_Data excerpts_
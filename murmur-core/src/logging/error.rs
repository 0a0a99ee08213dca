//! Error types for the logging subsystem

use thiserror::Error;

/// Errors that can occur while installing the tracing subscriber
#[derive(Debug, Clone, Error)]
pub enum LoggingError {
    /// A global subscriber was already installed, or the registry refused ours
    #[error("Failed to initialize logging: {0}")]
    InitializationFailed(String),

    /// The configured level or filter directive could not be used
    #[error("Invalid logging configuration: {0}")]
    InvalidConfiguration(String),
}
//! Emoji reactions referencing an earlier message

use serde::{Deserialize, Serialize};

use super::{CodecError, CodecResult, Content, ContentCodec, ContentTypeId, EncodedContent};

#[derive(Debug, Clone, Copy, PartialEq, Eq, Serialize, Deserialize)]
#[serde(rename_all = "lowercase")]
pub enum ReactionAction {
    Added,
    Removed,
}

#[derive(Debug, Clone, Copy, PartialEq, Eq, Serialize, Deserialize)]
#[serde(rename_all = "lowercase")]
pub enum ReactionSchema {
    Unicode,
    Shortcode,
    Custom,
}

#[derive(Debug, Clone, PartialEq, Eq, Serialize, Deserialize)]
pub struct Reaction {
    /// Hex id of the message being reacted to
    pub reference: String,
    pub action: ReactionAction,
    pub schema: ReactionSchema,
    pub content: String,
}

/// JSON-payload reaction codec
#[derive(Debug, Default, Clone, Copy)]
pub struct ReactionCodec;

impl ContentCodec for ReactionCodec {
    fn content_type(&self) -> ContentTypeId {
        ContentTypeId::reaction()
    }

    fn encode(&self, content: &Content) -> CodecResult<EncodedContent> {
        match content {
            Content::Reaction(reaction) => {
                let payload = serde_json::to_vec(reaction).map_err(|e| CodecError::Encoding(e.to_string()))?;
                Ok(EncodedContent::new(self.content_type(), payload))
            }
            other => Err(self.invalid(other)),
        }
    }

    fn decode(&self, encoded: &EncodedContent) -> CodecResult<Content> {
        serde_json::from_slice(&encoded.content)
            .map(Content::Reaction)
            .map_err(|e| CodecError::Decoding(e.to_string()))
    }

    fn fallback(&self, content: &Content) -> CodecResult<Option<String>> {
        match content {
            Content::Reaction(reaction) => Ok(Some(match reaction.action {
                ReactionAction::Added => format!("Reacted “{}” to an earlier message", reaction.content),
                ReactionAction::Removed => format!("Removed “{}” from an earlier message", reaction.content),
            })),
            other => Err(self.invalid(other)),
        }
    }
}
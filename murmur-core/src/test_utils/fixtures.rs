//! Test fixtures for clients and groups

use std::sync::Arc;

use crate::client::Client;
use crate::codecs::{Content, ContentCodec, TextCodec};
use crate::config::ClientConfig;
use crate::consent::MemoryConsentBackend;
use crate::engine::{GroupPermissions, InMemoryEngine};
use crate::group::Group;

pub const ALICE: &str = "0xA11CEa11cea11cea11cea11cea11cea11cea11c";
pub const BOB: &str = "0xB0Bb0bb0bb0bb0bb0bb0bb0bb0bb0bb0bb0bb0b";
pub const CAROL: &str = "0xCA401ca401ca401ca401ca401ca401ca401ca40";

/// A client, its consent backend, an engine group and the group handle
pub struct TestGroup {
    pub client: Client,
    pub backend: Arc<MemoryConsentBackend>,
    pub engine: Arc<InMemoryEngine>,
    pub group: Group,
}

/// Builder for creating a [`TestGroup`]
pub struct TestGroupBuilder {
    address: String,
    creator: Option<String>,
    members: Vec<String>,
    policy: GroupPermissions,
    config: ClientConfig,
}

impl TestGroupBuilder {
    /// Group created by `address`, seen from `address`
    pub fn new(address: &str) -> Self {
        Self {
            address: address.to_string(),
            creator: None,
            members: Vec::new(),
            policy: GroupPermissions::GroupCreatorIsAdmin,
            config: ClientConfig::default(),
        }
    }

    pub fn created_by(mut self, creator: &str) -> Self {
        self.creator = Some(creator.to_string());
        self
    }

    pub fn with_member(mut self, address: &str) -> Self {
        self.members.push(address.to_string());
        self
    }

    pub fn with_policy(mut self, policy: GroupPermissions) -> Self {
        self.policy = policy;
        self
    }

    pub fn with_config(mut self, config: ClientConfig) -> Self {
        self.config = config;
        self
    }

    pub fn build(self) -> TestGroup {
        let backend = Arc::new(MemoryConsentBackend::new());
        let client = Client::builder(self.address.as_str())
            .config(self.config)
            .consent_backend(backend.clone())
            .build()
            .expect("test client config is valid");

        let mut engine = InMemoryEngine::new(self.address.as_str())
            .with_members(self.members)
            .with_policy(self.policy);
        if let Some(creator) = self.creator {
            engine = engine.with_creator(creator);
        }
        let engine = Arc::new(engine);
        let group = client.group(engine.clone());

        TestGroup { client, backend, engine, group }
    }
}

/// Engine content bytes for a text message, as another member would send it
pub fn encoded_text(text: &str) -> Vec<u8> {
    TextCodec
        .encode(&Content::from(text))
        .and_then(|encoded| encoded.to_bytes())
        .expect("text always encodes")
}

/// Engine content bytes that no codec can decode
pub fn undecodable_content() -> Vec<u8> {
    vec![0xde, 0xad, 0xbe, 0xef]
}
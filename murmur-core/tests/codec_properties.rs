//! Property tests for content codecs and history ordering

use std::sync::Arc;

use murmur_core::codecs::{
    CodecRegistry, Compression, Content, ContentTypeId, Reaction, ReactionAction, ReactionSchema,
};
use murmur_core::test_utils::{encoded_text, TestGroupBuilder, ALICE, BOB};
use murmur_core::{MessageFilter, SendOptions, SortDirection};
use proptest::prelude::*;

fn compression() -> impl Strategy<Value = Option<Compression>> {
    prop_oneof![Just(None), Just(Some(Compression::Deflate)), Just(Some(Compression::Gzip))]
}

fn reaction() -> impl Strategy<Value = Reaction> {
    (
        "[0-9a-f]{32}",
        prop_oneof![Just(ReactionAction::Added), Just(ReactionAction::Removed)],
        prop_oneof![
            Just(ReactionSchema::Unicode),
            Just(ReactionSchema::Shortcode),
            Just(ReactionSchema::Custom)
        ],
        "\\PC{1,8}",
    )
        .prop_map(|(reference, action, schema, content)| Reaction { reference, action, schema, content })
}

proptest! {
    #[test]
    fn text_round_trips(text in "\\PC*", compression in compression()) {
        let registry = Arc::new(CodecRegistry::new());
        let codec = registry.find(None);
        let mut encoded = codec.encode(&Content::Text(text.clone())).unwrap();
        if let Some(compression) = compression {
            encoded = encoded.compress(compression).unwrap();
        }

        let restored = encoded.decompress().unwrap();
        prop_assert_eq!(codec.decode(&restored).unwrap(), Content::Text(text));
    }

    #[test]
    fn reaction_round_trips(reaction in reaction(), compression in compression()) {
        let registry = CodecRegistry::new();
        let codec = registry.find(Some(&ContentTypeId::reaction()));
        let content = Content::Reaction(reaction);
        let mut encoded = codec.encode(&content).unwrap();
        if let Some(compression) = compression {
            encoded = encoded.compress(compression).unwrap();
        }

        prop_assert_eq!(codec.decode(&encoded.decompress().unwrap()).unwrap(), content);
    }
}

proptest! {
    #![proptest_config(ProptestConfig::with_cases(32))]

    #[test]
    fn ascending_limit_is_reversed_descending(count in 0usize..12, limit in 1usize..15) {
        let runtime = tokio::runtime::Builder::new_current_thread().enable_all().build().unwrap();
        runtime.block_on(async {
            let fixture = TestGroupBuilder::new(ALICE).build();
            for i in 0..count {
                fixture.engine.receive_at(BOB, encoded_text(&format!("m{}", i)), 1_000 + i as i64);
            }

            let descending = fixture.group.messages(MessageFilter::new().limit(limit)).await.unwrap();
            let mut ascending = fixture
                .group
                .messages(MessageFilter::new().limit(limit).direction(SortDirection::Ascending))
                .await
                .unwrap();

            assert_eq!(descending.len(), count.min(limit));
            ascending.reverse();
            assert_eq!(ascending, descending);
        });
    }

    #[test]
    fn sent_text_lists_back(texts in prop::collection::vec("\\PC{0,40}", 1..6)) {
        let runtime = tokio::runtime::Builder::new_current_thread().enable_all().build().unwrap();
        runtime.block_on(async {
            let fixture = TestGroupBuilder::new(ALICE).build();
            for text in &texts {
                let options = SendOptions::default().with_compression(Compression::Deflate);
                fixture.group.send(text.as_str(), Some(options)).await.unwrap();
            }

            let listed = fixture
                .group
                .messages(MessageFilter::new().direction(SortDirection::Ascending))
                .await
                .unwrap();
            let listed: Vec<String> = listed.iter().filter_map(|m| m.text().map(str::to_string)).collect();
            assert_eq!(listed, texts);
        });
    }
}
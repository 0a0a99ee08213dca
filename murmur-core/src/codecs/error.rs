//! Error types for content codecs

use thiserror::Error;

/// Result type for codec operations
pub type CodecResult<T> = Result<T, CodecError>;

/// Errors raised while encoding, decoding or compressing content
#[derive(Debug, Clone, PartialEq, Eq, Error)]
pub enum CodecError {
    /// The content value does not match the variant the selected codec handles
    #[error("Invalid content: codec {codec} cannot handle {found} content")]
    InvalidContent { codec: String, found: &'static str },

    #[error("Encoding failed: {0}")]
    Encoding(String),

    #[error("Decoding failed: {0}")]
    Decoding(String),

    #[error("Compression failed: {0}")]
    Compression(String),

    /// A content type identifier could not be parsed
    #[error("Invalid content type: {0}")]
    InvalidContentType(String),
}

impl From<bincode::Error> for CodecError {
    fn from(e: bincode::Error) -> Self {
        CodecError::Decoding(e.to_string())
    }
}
---
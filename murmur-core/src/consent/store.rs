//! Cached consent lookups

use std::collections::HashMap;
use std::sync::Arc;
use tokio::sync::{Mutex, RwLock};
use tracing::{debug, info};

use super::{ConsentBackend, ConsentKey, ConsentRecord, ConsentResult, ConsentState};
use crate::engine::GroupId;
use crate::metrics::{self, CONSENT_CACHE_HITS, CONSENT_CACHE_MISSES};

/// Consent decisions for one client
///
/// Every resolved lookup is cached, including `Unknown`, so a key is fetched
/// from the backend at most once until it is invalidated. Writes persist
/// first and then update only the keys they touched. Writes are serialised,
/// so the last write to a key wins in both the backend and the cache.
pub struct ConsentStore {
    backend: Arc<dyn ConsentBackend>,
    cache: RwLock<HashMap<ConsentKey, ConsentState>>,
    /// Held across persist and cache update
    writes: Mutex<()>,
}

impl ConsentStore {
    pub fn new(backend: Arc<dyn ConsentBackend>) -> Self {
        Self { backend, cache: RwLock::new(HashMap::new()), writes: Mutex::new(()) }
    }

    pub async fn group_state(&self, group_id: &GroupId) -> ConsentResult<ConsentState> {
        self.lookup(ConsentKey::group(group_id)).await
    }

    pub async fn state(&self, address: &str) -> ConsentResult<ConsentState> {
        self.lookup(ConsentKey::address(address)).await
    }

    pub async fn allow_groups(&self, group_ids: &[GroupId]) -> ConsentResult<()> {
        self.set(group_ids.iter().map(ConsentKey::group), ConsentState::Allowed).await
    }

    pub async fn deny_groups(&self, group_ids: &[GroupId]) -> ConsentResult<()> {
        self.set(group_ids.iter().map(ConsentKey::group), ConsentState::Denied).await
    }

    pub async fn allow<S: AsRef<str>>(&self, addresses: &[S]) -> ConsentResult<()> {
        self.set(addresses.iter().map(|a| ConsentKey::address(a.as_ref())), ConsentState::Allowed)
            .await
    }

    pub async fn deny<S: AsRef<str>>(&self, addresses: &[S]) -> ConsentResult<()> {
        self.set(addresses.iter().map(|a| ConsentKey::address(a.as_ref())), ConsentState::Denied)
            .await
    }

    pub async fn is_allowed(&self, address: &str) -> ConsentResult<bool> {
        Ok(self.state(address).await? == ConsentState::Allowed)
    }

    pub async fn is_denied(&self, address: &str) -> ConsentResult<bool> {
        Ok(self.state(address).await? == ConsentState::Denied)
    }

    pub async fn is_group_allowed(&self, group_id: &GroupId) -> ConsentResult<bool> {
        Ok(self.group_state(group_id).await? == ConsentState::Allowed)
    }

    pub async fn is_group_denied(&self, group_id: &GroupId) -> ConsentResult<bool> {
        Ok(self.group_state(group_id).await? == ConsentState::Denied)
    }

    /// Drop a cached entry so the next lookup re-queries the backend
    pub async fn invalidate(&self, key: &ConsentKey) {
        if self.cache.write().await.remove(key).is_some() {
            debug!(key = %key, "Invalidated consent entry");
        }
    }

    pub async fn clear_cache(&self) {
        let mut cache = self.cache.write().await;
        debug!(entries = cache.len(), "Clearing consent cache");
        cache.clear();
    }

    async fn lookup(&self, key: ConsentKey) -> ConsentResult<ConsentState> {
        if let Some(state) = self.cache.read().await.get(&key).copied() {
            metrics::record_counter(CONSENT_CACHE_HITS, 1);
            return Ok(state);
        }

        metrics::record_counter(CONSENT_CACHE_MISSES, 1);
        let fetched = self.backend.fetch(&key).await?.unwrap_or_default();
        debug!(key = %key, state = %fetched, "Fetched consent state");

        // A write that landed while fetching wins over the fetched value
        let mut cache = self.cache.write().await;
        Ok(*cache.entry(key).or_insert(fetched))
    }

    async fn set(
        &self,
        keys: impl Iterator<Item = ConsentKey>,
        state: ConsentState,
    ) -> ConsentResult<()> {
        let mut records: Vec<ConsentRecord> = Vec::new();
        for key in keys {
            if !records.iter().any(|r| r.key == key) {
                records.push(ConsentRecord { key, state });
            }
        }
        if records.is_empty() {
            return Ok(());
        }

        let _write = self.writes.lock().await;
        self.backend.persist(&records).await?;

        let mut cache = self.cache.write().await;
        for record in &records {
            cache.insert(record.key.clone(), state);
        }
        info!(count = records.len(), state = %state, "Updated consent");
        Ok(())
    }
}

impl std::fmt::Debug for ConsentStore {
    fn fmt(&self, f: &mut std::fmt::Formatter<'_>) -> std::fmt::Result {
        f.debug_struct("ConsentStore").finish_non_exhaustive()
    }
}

_Work request_
Working from the material above, retype exactly the lines from the one with "filename murmur-core/src/logging/error.rs" through the one with "serde_json::from_slice(&encoded.content)", both included, and only those lines.

_Answer for the task_
filename murmur-core/src/logging/error.rs
repository 0a0a99ee08213dca
//! Error types for the logging subsystem

use thiserror::Error;

/// Errors that can occur while installing the tracing subscriber
#[derive(Debug, Clone, Error)]
pub enum LoggingError {
    /// A global subscriber was already installed, or the registry refused ours
    #[error("Failed to initialize logging: {0}")]
    InitializationFailed(String),

    /// The configured level or filter directive could not be used
    #[error("Invalid logging configuration: {0}")]
    InvalidConfiguration(String),
}
//! Emoji reactions referencing an earlier message

use serde::{Deserialize, Serialize};

use super::{CodecError, CodecResult, Content, ContentCodec, ContentTypeId, EncodedContent};

#[derive(Debug, Clone, Copy, PartialEq, Eq, Serialize, Deserialize)]
#[serde(rename_all = "lowercase")]
pub enum ReactionAction {
    Added,
    Removed,
}

#[derive(Debug, Clone, Copy, PartialEq, Eq, Serialize, Deserialize)]
#[serde(rename_all = "lowercase")]
pub enum ReactionSchema {
    Unicode,
    Shortcode,
    Custom,
}

#[derive(Debug, Clone, PartialEq, Eq, Serialize, Deserialize)]
pub struct Reaction {
    /// Hex id of the message being reacted to
    pub reference: String,
    pub action: ReactionAction,
    pub schema: ReactionSchema,
    pub content: String,
}

/// JSON-payload reaction codec
#[derive(Debug, Default, Clone, Copy)]
pub struct ReactionCodec;

impl ContentCodec for ReactionCodec {
    fn content_type(&self) -> ContentTypeId {
        ContentTypeId::reaction()
    }

    fn encode(&self, content: &Content) -> CodecResult<EncodedContent> {
        match content {
            Content::Reaction(reaction) => {
                let payload = serde_json::to_vec(reaction).map_err(|e| CodecError::Encoding(e.to_string()))?;
                Ok(EncodedContent::new(self.content_type(), payload))
            }
            other => Err(self.invalid(other)),
        }
    }

    fn decode(&self, encoded: &EncodedContent) -> CodecResult<Content> {
        serde_json::from_slice(&encoded.content)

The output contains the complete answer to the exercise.